Contents of the box were said to have been sufficient to “have destroyed several houses and with them gone three or four lives at least.”

The item in the Tonopah Daily Bonanza (June 14, 1911) said, “It is little short of miraculous that the powder was not exploded and can be accounted for only by the supposition that the person placing it on the step was in too much of a hurry to get away to properly ignite the fuse.” The appearance of the apparatus suggested that it had been made some time before.

Manhattan Constable Santos was notified and took charge of the box. He gave it to Judge Heywood as evidence. Suspicion was directed at William Olson who, on the previous night, had become “incensed at the treatment accorded him by one of the inmates [women]. He stated that he would ‘blow the establishment up.’” Because he had made the same threat on previous occasions, it had not been taken seriously.

The previous night he was intoxicated and had “been drinking pretty heavily of late.” He was taken into custody and would face a hearing when he sobered up and realized the gravity of the charges against him, said the Tonopah Daily Bonanza (June 14, 1911).

Madeline McKillip Recollections

Madeline McKillip was born in Manhattan, Nevada, November 27, 1924. The Nye County Town History Project did an oral history with her in 2010 and it is available at Nye County libraries and museums, UNLV, and on the Internet.

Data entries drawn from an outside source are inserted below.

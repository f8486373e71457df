//! Persistence adapter: a durable key/value store holding one JSON document
//! per logical record.
//!
//! Writes are last-writer-wins. Two sessions sharing one store overwrite each
//! other's records; there is no version check or merge.

use std::collections::HashMap;
use std::fs;
use std::io;
use std::path::{Path, PathBuf};

use serde::Serialize;
use serde::de::DeserializeOwned;

use crate::error::StoreError;

pub trait Store {
    /// `Ok(None)` when nothing was ever saved under `key`.
    fn load(&self, key: &str) -> Result<Option<String>, StoreError>;
    fn save(&mut self, key: &str, value: &str) -> Result<(), StoreError>;
    fn remove(&mut self, key: &str) -> Result<(), StoreError>;
}

impl<S: Store + ?Sized> Store for Box<S> {
    fn load(&self, key: &str) -> Result<Option<String>, StoreError> {
        (**self).load(key)
    }
    fn save(&mut self, key: &str, value: &str) -> Result<(), StoreError> {
        (**self).save(key, value)
    }
    fn remove(&mut self, key: &str) -> Result<(), StoreError> {
        (**self).remove(key)
    }
}

/// Load and decode a record. Malformed JSON is reported as `Corrupt`.
pub fn load_json<T: DeserializeOwned>(
    store: &impl Store,
    key: &str,
) -> Result<Option<T>, StoreError> {
    match store.load(key)? {
        None => Ok(None),
        Some(raw) => serde_json::from_str(&raw)
            .map(Some)
            .map_err(|source| StoreError::Corrupt { key: key.to_string(), source }),
    }
}

pub fn save_json<T: Serialize>(
    store: &mut impl Store,
    key: &str,
    value: &T,
) -> Result<(), StoreError> {
    let raw = serde_json::to_string(value)
        .map_err(|source| StoreError::Corrupt { key: key.to_string(), source })?;
    store.save(key, &raw)
}

/// In-process store. `fail_reads` / `fail_writes` simulate an unavailable
/// backend (quota exceeded, storage disabled).
#[derive(Clone, Debug, Default)]
pub struct MemoryStore {
    entries: HashMap<String, String>,
    pub fail_reads: bool,
    pub fail_writes: bool,
}

impl MemoryStore {
    pub fn new() -> Self {
        Self::default()
    }

    /// Raw access for seeding or inspecting records in tests and tools.
    pub fn get(&self, key: &str) -> Option<&str> {
        self.entries.get(key).map(String::as_str)
    }

    pub fn insert(&mut self, key: &str, value: &str) {
        self.entries.insert(key.to_string(), value.to_string());
    }
}

impl Store for MemoryStore {
    fn load(&self, key: &str) -> Result<Option<String>, StoreError> {
        if self.fail_reads {
            return Err(StoreError::Unavailable("reads disabled".into()));
        }
        Ok(self.entries.get(key).cloned())
    }

    fn save(&mut self, key: &str, value: &str) -> Result<(), StoreError> {
        if self.fail_writes {
            return Err(StoreError::Unavailable("writes disabled".into()));
        }
        self.entries.insert(key.to_string(), value.to_string());
        Ok(())
    }

    fn remove(&mut self, key: &str) -> Result<(), StoreError> {
        if self.fail_writes {
            return Err(StoreError::Unavailable("writes disabled".into()));
        }
        self.entries.remove(key);
        Ok(())
    }
}

/// One `<key>.json` file per record under `dir`.
#[derive(Clone, Debug)]
pub struct FileStore {
    dir: PathBuf,
}

impl FileStore {
    /// Creates `dir` if needed.
    pub fn open(dir: impl Into<PathBuf>) -> Result<Self, StoreError> {
        let dir = dir.into();
        fs::create_dir_all(&dir).map_err(|source| StoreError::Io { path: dir.clone(), source })?;
        Ok(Self { dir })
    }

    pub fn dir(&self) -> &Path {
        &self.dir
    }

    fn path_for(&self, key: &str) -> PathBuf {
        // Keys are short identifiers; anything path-like is flattened.
        let file: String = key
            .chars()
            .map(|c| if c.is_ascii_alphanumeric() || c == '_' || c == '-' { c } else { '_' })
            .collect();
        self.dir.join(format!("{file}.json"))
    }
}

impl Store for FileStore {
    fn load(&self, key: &str) -> Result<Option<String>, StoreError> {
        let path = self.path_for(key);
        match fs::read_to_string(&path) {
            Ok(raw) => Ok(Some(raw)),
            Err(e) if e.kind() == io::ErrorKind::NotFound => Ok(None),
            Err(source) => Err(StoreError::Io { path, source }),
        }
    }

    fn save(&mut self, key: &str, value: &str) -> Result<(), StoreError> {
        let path = self.path_for(key);
        let tmp = path.with_extension("json.tmp");
        fs::write(&tmp, value).map_err(|source| StoreError::Io { path: tmp.clone(), source })?;
        fs::rename(&tmp, &path).map_err(|source| StoreError::Io { path, source })
    }

    fn remove(&mut self, key: &str) -> Result<(), StoreError> {
        let path = self.path_for(key);
        match fs::remove_file(&path) {
            Ok(()) => Ok(()),
            Err(e) if e.kind() == io::ErrorKind::NotFound => Ok(()),
            Err(source) => Err(StoreError::Io { path, source }),
        }
    }
}
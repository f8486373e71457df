pub mod sdk;
#[cfg(feature="system-stage_table")]        pub mod stage_table;
#[cfg(feature="system-accrual")]            pub mod accrual;
#[cfg(feature="system-emission_governor")]  pub mod emission_governor;
#[cfg(feature="system-offline_simulation")] pub mod offline_simulation;
#[cfg(feature="system-calibration")]        pub mod calibration;
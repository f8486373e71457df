// tests/store.rs
use serde::{Deserialize, Serialize};

use idle_accrual::error::StoreError;
use idle_accrual::store::{FileStore, MemoryStore, Store, load_json, save_json};

#[derive(Debug, PartialEq, Serialize, Deserialize)]
struct Rec {
    gold: f64,
    lanes: Vec<u32>,
}

#[test]
fn memory_store_round_trips_records() {
    let mut s = MemoryStore::new();
    assert!(load_json::<Rec>(&s, "k").unwrap().is_none());
    let rec = Rec { gold: 12.5, lanes: vec![1, 2] };
    save_json(&mut s, "k", &rec).unwrap();
    assert_eq!(load_json::<Rec>(&s, "k").unwrap(), Some(rec));
    s.remove("k").unwrap();
    assert!(s.load("k").unwrap().is_none());
}

#[test]
fn malformed_json_is_reported_as_corrupt() {
    let mut s = MemoryStore::new();
    s.insert("k", "{\"gold\":");
    match load_json::<Rec>(&s, "k") {
        Err(StoreError::Corrupt { key, .. }) => assert_eq!(key, "k"),
        other => panic!("expected Corrupt, got {other:?}"),
    }
}

#[test]
fn injected_failures_surface_as_unavailable() {
    let mut s = MemoryStore::new();
    s.fail_writes = true;
    assert!(matches!(s.save("k", "1"), Err(StoreError::Unavailable(_))));
    s.fail_writes = false;
    s.save("k", "1").unwrap();
    s.fail_reads = true;
    assert!(matches!(s.load("k"), Err(StoreError::Unavailable(_))));
}

#[test]
fn file_store_persists_across_handles() {
    let dir = tempfile::tempdir().unwrap();
    let mut a = FileStore::open(dir.path().join("saves")).unwrap();
    assert!(a.load("MLEO_ENGINE_V1").unwrap().is_none());
    a.save("MLEO_ENGINE_V1", "{\"breakCount\":3}").unwrap();

    let b = FileStore::open(dir.path().join("saves")).unwrap();
    assert_eq!(b.load("MLEO_ENGINE_V1").unwrap().as_deref(), Some("{\"breakCount\":3}"));
    assert!(dir.path().join("saves").join("MLEO_ENGINE_V1.json").exists());

    a.remove("MLEO_ENGINE_V1").unwrap();
    a.remove("MLEO_ENGINE_V1").unwrap();
    assert!(b.load("MLEO_ENGINE_V1").unwrap().is_none());
}

#[test]
fn file_store_flattens_path_like_keys() {
    let dir = tempfile::tempdir().unwrap();
    let mut s = FileStore::open(dir.path()).unwrap();
    s.save("../escape/key", "1").unwrap();
    assert!(dir.path().join("___escape_key.json").exists());
    assert_eq!(s.load("../escape/key").unwrap().as_deref(), Some("1"));
}

#[test]
fn boxed_stores_are_stores() {
    let mut s: Box<dyn Store> = Box::new(MemoryStore::new());
    save_json(&mut s, "k", &7u32).unwrap();
    assert_eq!(load_json::<u32>(&s, "k").unwrap(), Some(7));
}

Madeline remembers when she was a child living in Manhattan around 1930, there were three houses located at the west end of town, each occupied by a prostitute. She recalled that the houses were covered with tar paper and each woman worked independently in her own home.

She said when she and her young friends would go down Manhattan Gulch to play, on the way back one of the women, named Ella, would always come out and give the kids lemonade and cookies. To Madeline and her young friends Ella seemed old. The children never told their mothers they stopped and talked to Ella or that she gave them food treats. Their mothers would not have approved. The children knew, “Don’t tell Mama.”

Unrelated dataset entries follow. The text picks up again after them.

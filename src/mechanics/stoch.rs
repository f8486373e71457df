/// Stochastic mechanics: noise for synthetic players.
/// Note: uses `bevy_prng::WyRand` behind a `RefCell` so callers
/// can keep closures `Fn` while mutating RNG state.
use bevy_prng::WyRand;
use rand_core::RngCore;
use std::cell::RefCell;

#[inline]
fn unit(r: &mut WyRand) -> f64 {
    ((r.next_u64() >> 11) as f64) / ((1u64 << 53) as f64)
}

/// Gaussian(0,1) via Box–Muller.
#[inline]
pub fn gaussian01(rng: &RefCell<WyRand>) -> f64 {
    let mut r = rng.borrow_mut();
    // Shift u1 off zero so ln() stays finite.
    let u1 = unit(&mut r).max(f64::MIN_POSITIVE);
    let u2 = unit(&mut r);
    drop(r);
    (-2.0 * u1.ln()).sqrt() * (2.0 * std::f64::consts::PI * u2).cos()
}

/// Multiplicative earning jitter: max(0, 1 + N(0,1)*jitter).
#[inline]
pub fn rate_noise(rng: &RefCell<WyRand>, jitter: f64) -> f64 {
    if jitter <= 0.0 {
        return 1.0;
    }
    (1.0 + gaussian01(rng) * jitter).max(0.0)
}
/// Amount helpers shared by the accrual and governor systems.

/// Round to 6 decimal places (balance precision).
#[inline]
pub fn round6(x: f64) -> f64 {
    ((x + f64::EPSILON) * 1e6).round() / 1e6
}

/// Whole, non-negative coin count; NaN and negatives collapse to 0.
#[inline]
pub fn whole_coins(x: f64) -> f64 {
    if x.is_finite() && x > 0.0 { x.floor() } else { 0.0 }
}

/// Milliseconds to minutes, never below `floor_min` (avoids dividing by ~0).
#[inline]
pub fn minutes(ms: i64, floor_min: f64) -> f64 {
    (ms as f64 / 60_000.0).max(floor_min)
}
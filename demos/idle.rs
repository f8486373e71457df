// demos/idle.rs
// Run with:
//   RUST_LOG=debug cargo run --example idle

use idle_accrual::config::EngineConfig;
use idle_accrual::genres::idle::IdleSession;
use idle_accrual::store::FileStore;
use idle_accrual::systems::offline_simulation::ProductionLine;
use idle_accrual::systems::sdk::{Clock, ManualClock, SystemClock};

fn main() {
    tracing_subscriber::fmt()
        .with_env_filter(tracing_subscriber::EnvFilter::from_default_env())
        .init();

    let dir = std::env::temp_dir().join("idle_accrual_demo");
    let store = match FileStore::open(&dir) {
        Ok(s) => s,
        Err(e) => {
            eprintln!("cannot open save dir: {e}");
            return;
        }
    };

    // Start from wall-clock time, then drive it by hand.
    let clock = ManualClock::at(SystemClock.now_ms());
    let mut session = IdleSession::open(store, clock.clone(), EngineConfig::default());

    // Four mining lanes; rock HP grows ×2.15 per break, gold follows HP.
    let mut lanes: Vec<ProductionLine> = (1..=4)
        .map(|lvl| {
            ProductionLine::new(2.0 * 1.9f64.powi(lvl - 1), 7.2, 60.0).with_growth(2.15, 2.15)
        })
        .collect();

    // Two minutes of active play: a rock every 3 s, a tick every second.
    for sec in 0..120 {
        clock.advance(1_000);
        if sec % 3 == 0 {
            let g = session.on_event();
            if g.awarded > 0.0 {
                println!("t={sec:>3}s  raw {:>10.4}  awarded {:>6}", g.raw, g.awarded);
            }
        }
        if let Some(w) = session.tick() {
            println!(
                "window: {:.1}/min, difficulty {:.3} -> {:.3}",
                w.observed_per_min, w.difficulty_before, w.difficulty_after
            );
        }
    }

    // Background for three hours.
    session.suspend();
    clock.advance(3 * 3_600 * 1_000);
    let parked = session.resume(&mut lanes);
    println!("offline catch-up parked: {parked}");
    println!("collected: {}", session.collect_offline());

    match serde_json::to_string_pretty(&session.snapshot()) {
        Ok(s) => println!("{s}"),
        Err(e) => eprintln!("snapshot: {e}"),
    }
}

Madeline would accompany her mother to the post office at noon, which was a kind of community social hour where people talked with friends and neighbors while waiting for their mail. Ella and two other prostitutes would show up at the post office at this time.

Madeline recalled that they would be wearing a lot of makeup and never talked with the others waiting. They always stood off. Madeline recalled that the children might sneak a look at the women and smile at them, but they, too, never spoke. No one acknowledged the women’s presence.

Madeline recalled that years later, she and her brother returned to Manhattan accompanied by her son, who was about 12 at the time. She said in years past they used to find purple bottles in the Manhattan area. On this visit, they found themselves looking for purple bottles where the prostitutes’ houses once stood.

While digging there they found a case of empty Mumms champagne bottles. Madeline said, “That tells you they must have had some good parties.” She said the bottles were still white but when they were put in the sun they turned purple.